Однажды я засыпал в слезах, чувствовал, что меня сломили. Война сломила во мне всё самое сильное. Удача отвернулась от нас. В эту стужу, физически и морально окружавшую нас, сон  был для меня чем-то божественным. Сон, посреди газов, огнеметов, цеппелинов, бойни, мяса сотен людей, океанов крови и одной тотальной, дикой меланхолии.
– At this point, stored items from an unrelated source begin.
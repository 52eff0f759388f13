pub mod time;

pub use time::{current_human_timestamp, today_utc};
use chrono::{DateTime, NaiveDate, Utc};
use serde::{Deserialize, Serialize};

pub mod reference;

pub use reference::{load_item_types, load_stations};

pub type TypeId = i64;
pub type RegionId = i64;
pub type StationId = i64;
pub type SystemId = i64;

/// Static item definition seeded once from the types catalog.
#[derive(Debug, Clone, PartialEq, Serialize, Deserialize)]
pub struct ItemType {
    #[serde(rename = "typeID")]
    pub type_id: TypeId,
    #[serde(rename = "groupID")]
    pub group_id: i64,
    #[serde(rename = "typeName")]
    pub name: String,
    #[serde(default)]
    pub volume: f64,
    #[serde(rename = "market", default)]
    pub marketable: bool,
}

/// Station reference row; resolves a station to the region it trades in.
#[derive(Debug, Clone, PartialEq, Serialize, Deserialize)]
pub struct Station {
    #[serde(rename = "stationID")]
    pub station_id: StationId,
    #[serde(rename = "regionID")]
    pub region_id: RegionId,
    #[serde(rename = "solarSystemID")]
    pub solar_system_id: SystemId,
    #[serde(rename = "stationName")]
    pub name: String,
}

/// One calendar day of aggregate trading for a type in a region.
///
/// At most one row exists per `(type_id, region_id, date)`.
#[derive(Debug, Clone, PartialEq)]
pub struct HistoryRecord {
    pub type_id: TypeId,
    pub region_id: RegionId,
    pub date: NaiveDate,
    pub order_count: i64,
    pub low_price: f64,
    pub high_price: f64,
    pub avg_price: f64,
    pub volume: i64,
}

/// A live order as seen at fetch time. Orders carry no identity across
/// fetches, so a region's set is always replaced wholesale.
#[derive(Debug, Clone, PartialEq)]
pub struct MarketOrder {
    pub issued: DateTime<Utc>,
    pub is_buy: bool,
    pub price: f64,
    pub volume_remain: i64,
    pub range: String,
    pub station_id: StationId,
    pub type_id: TypeId,
    pub duration: i64,
    pub region_id: RegionId,
}

/// Quick-look aggregate for one type in one solar system.
#[derive(Debug, Clone, PartialEq)]
pub struct MarketStat {
    pub type_id: TypeId,
    pub system_id: SystemId,
    pub min_sell: f64,
    pub max_buy: f64,
    pub volume_sell: i64,
    pub volume_buy: i64,
}

/// Key identifying a single history fetch.
#[derive(Debug, Clone, Copy, PartialEq, Eq, Hash)]
pub struct HistoryKey {
    pub region_id: RegionId,
    pub type_id: TypeId,
}
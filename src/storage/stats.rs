use chrono::{DateTime, Utc};
use rusqlite::{params, Connection};

use crate::error::Result;
use crate::records::MarketStat;

pub fn insert_market_stats(
    conn: &mut Connection,
    stats: &[MarketStat],
    fetched_at: DateTime<Utc>,
) -> Result<usize> {
    if stats.is_empty() {
        return Ok(0);
    }

    let tx = conn.transaction()?;
    {
        let mut stmt = tx.prepare(
            "INSERT INTO market_stats
                (type_id, system_id, min_sell, max_buy, volume_sell, volume_buy, fetched_at)
             VALUES (?1, ?2, ?3, ?4, ?5, ?6, ?7)",
        )?;

        for stat in stats {
            stmt.execute(params![
                stat.type_id,
                stat.system_id,
                stat.min_sell,
                stat.max_buy,
                stat.volume_sell,
                stat.volume_buy,
                fetched_at,
            ])?;
        }
    }
    tx.commit()?;

    Ok(stats.len())
}

pub fn count_market_stats(conn: &Connection) -> Result<i64> {
    let count: i64 = conn.query_row("SELECT COUNT(*) FROM market_stats", [], |row| row.get(0))?;
    Ok(count)
}
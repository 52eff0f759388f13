pub mod coordinator;
pub mod history;
pub mod marketstat;
pub mod orders;
pub mod planner;

pub use coordinator::{CycleResults, FetchCoordinator, FetchJob, JobState};
pub use history::HistorySync;
pub use marketstat::MarketStatSync;
pub use orders::{OrderSync, PageEnd, RegionBook};
pub use planner::plan;

/// Counts reported by one sync pass.
#[derive(Debug, Default, Clone, Copy, PartialEq, Eq)]
pub struct SyncReport {
    pub jobs: usize,
    pub succeeded: usize,
    pub failed: usize,
    pub rows_written: usize,
}
//! Decides which freshly fetched history days still need to be written.
//!
//! The remote source serves a trailing window of days, oldest first. Storage
//! reports only the age (in days) of its newest row for the key, so the plan is
//! derived from that single scalar: the last `age` days of the window, further
//! restricted to days strictly after the newest stored day. Days on or before
//! the newest stored day are never selected, even when the window has gaps.

use chrono::{Duration, NaiveDate};
use log::warn;

use crate::records::HistoryRecord;

/// Select the records that storage does not hold yet, in increasing date order.
///
/// `age` is `None` when storage has no rows for the key, otherwise
/// `today - newest_stored_date` in days.
pub fn plan(today: NaiveDate, age: Option<i64>, fresh: Vec<HistoryRecord>) -> Vec<HistoryRecord> {
    let fresh = normalise(fresh);

    let Some(age) = age else {
        return fresh;
    };

    if age < 0 {
        if let Some(first) = fresh.first() {
            warn!(
                "stored history for type {} in region {} is {} day(s) ahead of {today}; skipping",
                first.type_id, first.region_id, -age
            );
        }
        return Vec::new();
    }

    let covered_through = today - Duration::days(age);
    let wanted = usize::try_from(age).unwrap_or(usize::MAX).min(fresh.len());
    let skip = fresh.len() - wanted;

    fresh
        .into_iter()
        .skip(skip)
        .filter(|record| record.date > covered_through)
        .collect()
}

/// Sort by date, drop repeated days and report cadence problems.
fn normalise(mut fresh: Vec<HistoryRecord>) -> Vec<HistoryRecord> {
    let sorted = fresh.windows(2).all(|pair| pair[0].date <= pair[1].date);
    if !sorted {
        if let Some(first) = fresh.first() {
            warn!(
                "history for type {} in region {} arrived out of order",
                first.type_id, first.region_id
            );
        }
        fresh.sort_by_key(|record| record.date);
    }

    let before = fresh.len();
    fresh.dedup_by_key(|record| record.date);
    if fresh.len() != before {
        warn!("dropped {} repeated history day(s)", before - fresh.len());
    }

    if let Some(gap) = fresh
        .windows(2)
        .find(|pair| pair[1].date - pair[0].date != Duration::days(1))
    {
        warn!(
            "history for type {} in region {} skips from {} to {}",
            gap[0].type_id, gap[0].region_id, gap[0].date, gap[1].date
        );
    }

    fresh
}
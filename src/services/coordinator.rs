use std::sync::Arc;

use log::{debug, error};
use tokio::sync::{mpsc, Mutex};

use crate::fetch::{ensure_concurrency_limit, FetchOutcome, FetchResult, RemoteFetcher};

/// Lifecycle of a single fetch job within a cycle.
#[derive(Debug, Clone, Copy, PartialEq, Eq)]
pub enum JobState {
    Pending,
    Dispatched,
    Succeeded,
    Failed,
}

/// One unit of remote work. A job is owned by exactly one worker while it
/// runs and handed back through the results queue afterwards.
#[derive(Debug)]
pub struct FetchJob<K, R> {
    pub key: K,
    pub url: String,
    state: JobState,
    records: Vec<R>,
    failure: Option<String>,
}

impl<K, R> FetchJob<K, R> {
    pub fn new(key: K, url: String) -> Self {
        Self {
            key,
            url,
            state: JobState::Pending,
            records: Vec::new(),
            failure: None,
        }
    }

    pub fn state(&self) -> JobState {
        self.state
    }

    pub fn is_success(&self) -> bool {
        self.state == JobState::Succeeded
    }

    pub fn records(&self) -> &[R] {
        &self.records
    }

    pub fn into_records(self) -> Vec<R> {
        self.records
    }

    pub fn failure(&self) -> Option<&str> {
        self.failure.as_deref()
    }

    fn succeed(&mut self, records: Vec<R>) {
        self.state = JobState::Succeeded;
        self.records = records;
    }

    fn fail(&mut self, reason: impl Into<String>) {
        self.state = JobState::Failed;
        self.failure = Some(reason.into());
    }
}

/// Every job submitted for a cycle, back in a terminal state. Completion order
/// is arbitrary.
#[derive(Debug)]
pub struct CycleResults<K, R> {
    pub completed: Vec<FetchJob<K, R>>,
}

impl<K, R> CycleResults<K, R> {
    pub fn len(&self) -> usize {
        self.completed.len()
    }

    pub fn is_empty(&self) -> bool {
        self.completed.is_empty()
    }

    pub fn succeeded_count(&self) -> usize {
        self.completed.iter().filter(|job| job.is_success()).count()
    }

    pub fn failed_count(&self) -> usize {
        self.len() - self.succeeded_count()
    }

    /// Keep the successful jobs; failures are logged and dropped.
    pub fn into_succeeded(self) -> Vec<FetchJob<K, R>> {
        self.completed
            .into_iter()
            .filter(|job| {
                if !job.is_success() {
                    debug!(
                        "dropping failed job {}: {}",
                        job.url,
                        job.failure().unwrap_or("unknown failure")
                    );
                }
                job.is_success()
            })
            .collect()
    }
}

/// Fixed-size worker pool draining a shared job queue into a results queue.
#[derive(Clone)]
pub struct FetchCoordinator {
    fetcher: RemoteFetcher,
    workers: usize,
}

impl FetchCoordinator {
    pub fn new(fetcher: RemoteFetcher, workers: usize) -> Self {
        Self {
            fetcher,
            workers: ensure_concurrency_limit(workers),
        }
    }

    pub fn workers(&self) -> usize {
        self.workers
    }

    pub fn fetcher(&self) -> &RemoteFetcher {
        &self.fetcher
    }

    /// Run every job to a terminal state and return once all of them are
    /// collected. `decode` turns a payload into records for the job's key; a
    /// decode error fails the job just like an exhausted fetch.
    pub async fn run<K, R, D>(&self, jobs: Vec<FetchJob<K, R>>, decode: D) -> CycleResults<K, R>
    where
        K: Send + 'static,
        R: Send + 'static,
        D: Fn(&K, &[u8]) -> FetchResult<Vec<R>> + Send + Sync + 'static,
    {
        let total = jobs.len();
        if total == 0 {
            return CycleResults {
                completed: Vec::new(),
            };
        }

        let (job_tx, job_rx) = mpsc::unbounded_channel();
        for job in jobs {
            // The receiver is alive until the workers start, so this cannot fail.
            let _ = job_tx.send(job);
        }
        drop(job_tx);

        let queue = Arc::new(Mutex::new(job_rx));
        let (result_tx, mut result_rx) = mpsc::unbounded_channel();
        let decode = Arc::new(decode);

        let worker_count = self.workers.min(total);
        let mut handles = Vec::with_capacity(worker_count);
        for worker in 0..worker_count {
            let queue = Arc::clone(&queue);
            let results = result_tx.clone();
            let fetcher = self.fetcher.clone();
            let decode = Arc::clone(&decode);

            handles.push(tokio::spawn(async move {
                loop {
                    let next = queue.lock().await.recv().await;
                    let Some(mut job) = next else {
                        break;
                    };

                    job.state = JobState::Dispatched;
                    execute(&fetcher, decode.as_ref(), &mut job).await;

                    if results.send(job).is_err() {
                        break;
                    }
                }
                debug!("fetch worker {worker} idle");
            }));
        }
        drop(result_tx);

        let mut completed = Vec::with_capacity(total);
        while completed.len() < total {
            match result_rx.recv().await {
                Some(job) => completed.push(job),
                None => break,
            }
        }

        for handle in handles {
            if let Err(err) = handle.await {
                error!("fetch worker aborted: {err}");
            }
        }

        if completed.len() < total {
            error!(
                "collected {} of {total} fetch results; the rest were lost with their worker",
                completed.len()
            );
        }

        CycleResults { completed }
    }
}

async fn execute<K, R, D>(fetcher: &RemoteFetcher, decode: &D, job: &mut FetchJob<K, R>)
where
    D: Fn(&K, &[u8]) -> FetchResult<Vec<R>>,
{
    match fetcher.fetch(&job.url).await {
        FetchOutcome::Succeeded(body) => match decode(&job.key, &body) {
            Ok(records) => job.succeed(records),
            Err(err) => job.fail(format!("undecodable payload: {err}")),
        },
        FetchOutcome::Exhausted {
            attempts,
            last_error,
        } => job.fail(format!("gave up after {attempts} attempt(s): {last_error}")),
        FetchOutcome::Cancelled => job.fail("cancelled by shutdown"),
    }
}

#[cfg(test)]
mod tests {
    use std::collections::HashSet;
    use std::sync::atomic::{AtomicUsize, Ordering};
    use std::time::Duration;

    use async_trait::async_trait;
    use rand::Rng;

    use super::*;
    use crate::config::HttpSettings;
    use crate::error::AppError;
    use crate::fetch::client::testing::StubTransport;
    use crate::fetch::{shutdown_channel, ShutdownSignal, Transport};

    /// Answers every URL after a random pause; URLs containing `/fail/` error.
    #[derive(Default)]
    struct JitterTransport {
        in_flight: AtomicUsize,
        peak: AtomicUsize,
    }

    #[async_trait]
    impl Transport for JitterTransport {
        async fn get(&self, url: &str) -> FetchResult<Vec<u8>> {
            let now = self.in_flight.fetch_add(1, Ordering::SeqCst) + 1;
            self.peak.fetch_max(now, Ordering::SeqCst);

            let delay = { rand::thread_rng().gen_range(0..15u64) };
            tokio::time::sleep(Duration::from_millis(delay)).await;

            self.in_flight.fetch_sub(1, Ordering::SeqCst);
            if url.contains("/fail/") {
                Err(AppError::message(format!("{url} returned 502")))
            } else {
                Ok(url.as_bytes().to_vec())
            }
        }
    }

    fn coordinator(transport: Arc<dyn Transport>, workers: usize) -> FetchCoordinator {
        let http = HttpSettings {
            max_attempts: 2,
            ..HttpSettings::default()
        };
        FetchCoordinator::new(
            RemoteFetcher::new(transport, &http, ShutdownSignal::never()),
            workers,
        )
    }

    fn echo(key: &usize, body: &[u8]) -> FetchResult<Vec<usize>> {
        assert!(!body.is_empty());
        Ok(vec![*key])
    }

    #[tokio::test(flavor = "multi_thread", worker_threads = 4)]
    async fn drains_every_job_exactly_once() {
        let transport = Arc::new(JitterTransport::default());
        let coordinator = coordinator(transport.clone(), 25);

        let mut expected_failures = HashSet::new();
        let jobs: Vec<FetchJob<usize, usize>> = (0..200)
            .map(|i| {
                let kind = if i % 7 == 0 {
                    expected_failures.insert(i);
                    "fail"
                } else {
                    "ok"
                };
                FetchJob::new(i, format!("http://stub/{kind}/{i}"))
            })
            .collect();

        let results = coordinator.run(jobs, echo).await;

        assert_eq!(results.len(), 200);
        let keys: HashSet<usize> = results.completed.iter().map(|job| job.key).collect();
        assert_eq!(keys.len(), 200);

        let failed: HashSet<usize> = results
            .completed
            .iter()
            .filter(|job| job.state() == JobState::Failed)
            .map(|job| job.key)
            .collect();
        assert_eq!(failed, expected_failures);
        assert_eq!(results.succeeded_count(), 200 - expected_failures.len());

        assert!(transport.peak.load(Ordering::SeqCst) <= 25);
    }

    #[tokio::test(flavor = "multi_thread", worker_threads = 2)]
    async fn pool_size_bounds_concurrency() {
        let transport = Arc::new(JitterTransport::default());
        let coordinator = coordinator(transport.clone(), 3);

        let jobs = (0..40)
            .map(|i| FetchJob::new(i, format!("http://stub/ok/{i}")))
            .collect();
        let results = coordinator.run(jobs, echo).await;

        assert_eq!(results.succeeded_count(), 40);
        assert!(transport.peak.load(Ordering::SeqCst) <= 3);
    }

    #[tokio::test]
    async fn empty_cycle_returns_immediately() {
        let coordinator = coordinator(Arc::new(StubTransport::new()), 4);
        let results = coordinator
            .run(Vec::<FetchJob<usize, usize>>::new(), echo)
            .await;
        assert!(results.is_empty());
    }

    #[tokio::test]
    async fn decode_errors_fail_the_job() {
        let stub = Arc::new(StubTransport::new());
        stub.serve("http://stub/a", "not json");
        stub.serve("http://stub/b", "[1, 2]");
        let coordinator = coordinator(stub, 2);

        let jobs = vec![
            FetchJob::new("a", "http://stub/a".to_string()),
            FetchJob::new("b", "http://stub/b".to_string()),
        ];
        let results = coordinator
            .run(jobs, |_: &&str, body: &[u8]| {
                Ok(serde_json::from_slice::<Vec<i64>>(body)?)
            })
            .await;

        assert_eq!(results.failed_count(), 1);
        let succeeded = results.into_succeeded();
        assert_eq!(succeeded.len(), 1);
        assert_eq!(succeeded[0].key, "b");
        assert_eq!(succeeded[0].records(), &[1, 2]);
    }

    #[tokio::test]
    async fn failure_reason_is_kept_on_the_job() {
        let coordinator = coordinator(Arc::new(StubTransport::new()), 1);
        let results = coordinator
            .run(vec![FetchJob::new(1usize, "http://stub/gone".to_string())], echo)
            .await;

        let job = &results.completed[0];
        assert_eq!(job.state(), JobState::Failed);
        assert!(job.failure().unwrap().contains("2 attempt(s)"));
    }

    #[tokio::test]
    async fn shutdown_fails_remaining_jobs_without_fetching() {
        let stub = Arc::new(StubTransport::new());
        let (trigger, signal) = shutdown_channel();
        let http = HttpSettings::default();
        let coordinator =
            FetchCoordinator::new(RemoteFetcher::new(stub.clone(), &http, signal), 4);

        trigger.trigger();
        let jobs = (0..10)
            .map(|i| FetchJob::new(i, format!("http://stub/{i}")))
            .collect();
        let results = coordinator.run(jobs, echo).await;

        assert_eq!(results.len(), 10);
        assert_eq!(results.failed_count(), 10);
        assert_eq!(stub.total_calls(), 0);
    }
}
В нашем окопе бегал котёнок, и он был нашим оберегом. Он подвергался риску не меньше чем мы, но спустя месяцы успел вырасти в большого сурового кота, грозу крыс. Собаки-санитары помогают тем, что носят на себе морфий и бинты, и сквозь шквал свинца выносят раненых. Это были наши обереги, живые амулеты. Больше оберегов у нас не было. Я видел слёзы и страх. Обереги теряют силу и смысл, здесь не теряют смысл только базовые потребности в выживании. Горячая луковая похлёбка. Крысы нам уже не докучали. Их было много, но они были лишь заложниками ситуации. Как и мы. Правда и коты, и собаки, люди, и всякое проявление живого были бессильны перед газами. Черт бы побрал эту войну химиков! От газов трава желтела, листья опадали, шинель превращалась в вонючие тряпки, умирали даже кроты и улитки. Газ оседал в окопах, словно громадная жалящая медуза, был тяжелее воздуха, и в это время, когда злая хлорная медуза хватала нас за горло своими щупальцами, по нам били залпы артиллерии, ведь мы были уязвимы. В таких условиях погода становилась твоим другом, ведь порой ветер относил отраву на наших врагов, которые ее и выпустили на нас.